-- Work item --
In the material below, list every line carrying the string "callback".

-- Supplied data --
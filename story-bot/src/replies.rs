//! Everything the bot says to users and admins.

use story_core::{PublishMode, PublishOutcome, SubmitOutcome};
use telegram::{InlineKeyboardButton, InlineKeyboardMarkup, ParseMode};

pub const HOW_TO: &str = "how_to";
pub const FAQ: &str = "faq";
pub const BACK_TO_START: &str = "back_to_start";

const WELCOME: &str = "💖 Hi there!

This is a safe place to share what is on your mind 💬

No judgement, no names 🌷

If you like, write your story right here.

I will keep it anonymous 💌";

const HOW_TO_TEXT: &str = "<b>📖 How to send a story</b>

<b>Step 1:</b> Write your story
Just start typing in this chat and tell whatever is on your mind.

<b>Step 2:</b> Send the message
Press \"Send\" (or Enter). That's it!

<b>Step 3:</b> Get a confirmation
The bot confirms that your story was received.

<b>💡 Tips:</b>
• Put the whole story in one message
• Be honest
• Don't worry, it is completely anonymous!

<i>Ready? Write your story right now!</i>";

/// A reply ready to be sent or shown in place of an earlier message.
#[derive(Debug, Clone, PartialEq, Eq)]
pub struct Reply {
    pub text: String,
    pub parse_mode: Option<ParseMode>,
    pub keyboard: Option<InlineKeyboardMarkup>,
}

impl Reply {
    pub fn plain(text: impl Into<String>) -> Self {
        Self {
            text: text.into(),
            parse_mode: None,
            keyboard: None,
        }
    }

    pub fn html(text: impl Into<String>) -> Self {
        Self {
            text: text.into(),
            parse_mode: Some(ParseMode::Html),
            keyboard: None,
        }
    }

    pub fn with_keyboard(mut self, keyboard: InlineKeyboardMarkup) -> Self {
        self.keyboard = Some(keyboard);
        self
    }
}

/// `/start` and the "back" button.
pub fn welcome() -> Reply {
    Reply::plain(WELCOME).with_keyboard(InlineKeyboardMarkup::single_column([
        InlineKeyboardButton::callback("📖 How do I send a story?", HOW_TO),
        InlineKeyboardButton::callback("❓ FAQ", FAQ),
    ]))
}

pub fn how_to() -> Reply {
    Reply::html(HOW_TO_TEXT).with_keyboard(back_keyboard())
}

/// The FAQ answer about publication speed depends on the mode.
pub fn faq(mode: PublishMode) -> Reply {
    let speed = match mode {
        PublishMode::Auto => "Instantly! The bot publishes your story as soon as you send it.",
        PublishMode::Manual => "After a moderator reviews it. This usually does not take long.",
    };

    Reply::html(format!(
        "<b>❓ Frequently asked questions</b>

<b>Q: Is it really anonymous?</b>
A: Yes! Your name and contacts are never published.

<b>Q: Who will see my story?</b>
A: It is published anonymously; nobody will know who wrote it.

<b>Q: Can I delete my story?</b>
A: Write to the administrator after it is published.

<b>Q: How fast is a story published?</b>
A: {speed}

<b>Q: Can I send several stories?</b>
A: Yes, send as many as you like!

<b>Q: What if I sent the wrong thing?</b>
A: Contact the administrator."
    ))
    .with_keyboard(back_keyboard())
}

fn back_keyboard() -> InlineKeyboardMarkup {
    InlineKeyboardMarkup::single_column([InlineKeyboardButton::callback(
        "◀️ Back",
        BACK_TO_START,
    )])
}

/// Screen for an inline button, if the button is known.
pub fn for_button(data: &str, mode: PublishMode) -> Option<Reply> {
    match data {
        HOW_TO => Some(how_to()),
        FAQ => Some(faq(mode)),
        BACK_TO_START => Some(welcome()),
        _ => None,
    }
}

/// Confirmation for a submitted story. Blank submissions get no reply.
pub fn for_submission(outcome: &SubmitOutcome) -> Option<Reply> {
    let reply = match outcome {
        SubmitOutcome::Rejected => return None,
        SubmitOutcome::SavedAndPublished(_) => Reply::html(
            "✅ <b>Story received and published!</b>

💬 Your story is out. Thank you for trusting us!

📖 Want to share another one? Just send it as your next message.",
        )
        .with_keyboard(InlineKeyboardMarkup::single_column([
            InlineKeyboardButton::callback("📝 Send another story", BACK_TO_START),
        ])),
        SubmitOutcome::SavedNotPublished(_) => Reply::plain(
            "💌 Your story was received and saved, but could not be published right now. \
             An administrator can publish it later.",
        ),
        SubmitOutcome::SavedPendingModeration(_) => Reply::html(
            "💌 <b>Story received!</b>

Thank you! Your story is saved anonymously and will be reviewed for publication.",
        ),
        SubmitOutcome::SaveFailed => {
            Reply::plain("❌ Something went wrong while saving your story. Please try again later.")
        }
    };
    Some(reply)
}

/// Answer to an admin's `/post`.
pub fn for_publish(outcome: &PublishOutcome) -> Reply {
    match outcome {
        PublishOutcome::Published(id) => Reply::plain(format!("✅ Story #{id} published!")),
        PublishOutcome::NotFound(id) => Reply::plain(format!("❌ Story #{id} not found.")),
        PublishOutcome::PublishFailed(_, _) => Reply::plain(
            "❌ Could not publish. Check CHANNEL_ID and the bot's rights in the channel.",
        ),
    }
}

/// Shown to admins when reading the log fails.
pub fn storage_error() -> Reply {
    Reply::plain("❌ Could not read the story log. See the bot logs for details.")
}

-- Response below --
        InlineKeyboardButton::callback("📖 How do I send a story?", HOW_TO),
        InlineKeyboardButton::callback("❓ FAQ", FAQ),
    InlineKeyboardMarkup::single_column([InlineKeyboardButton::callback(
            InlineKeyboardButton::callback("📝 Send another story", BACK_TO_START),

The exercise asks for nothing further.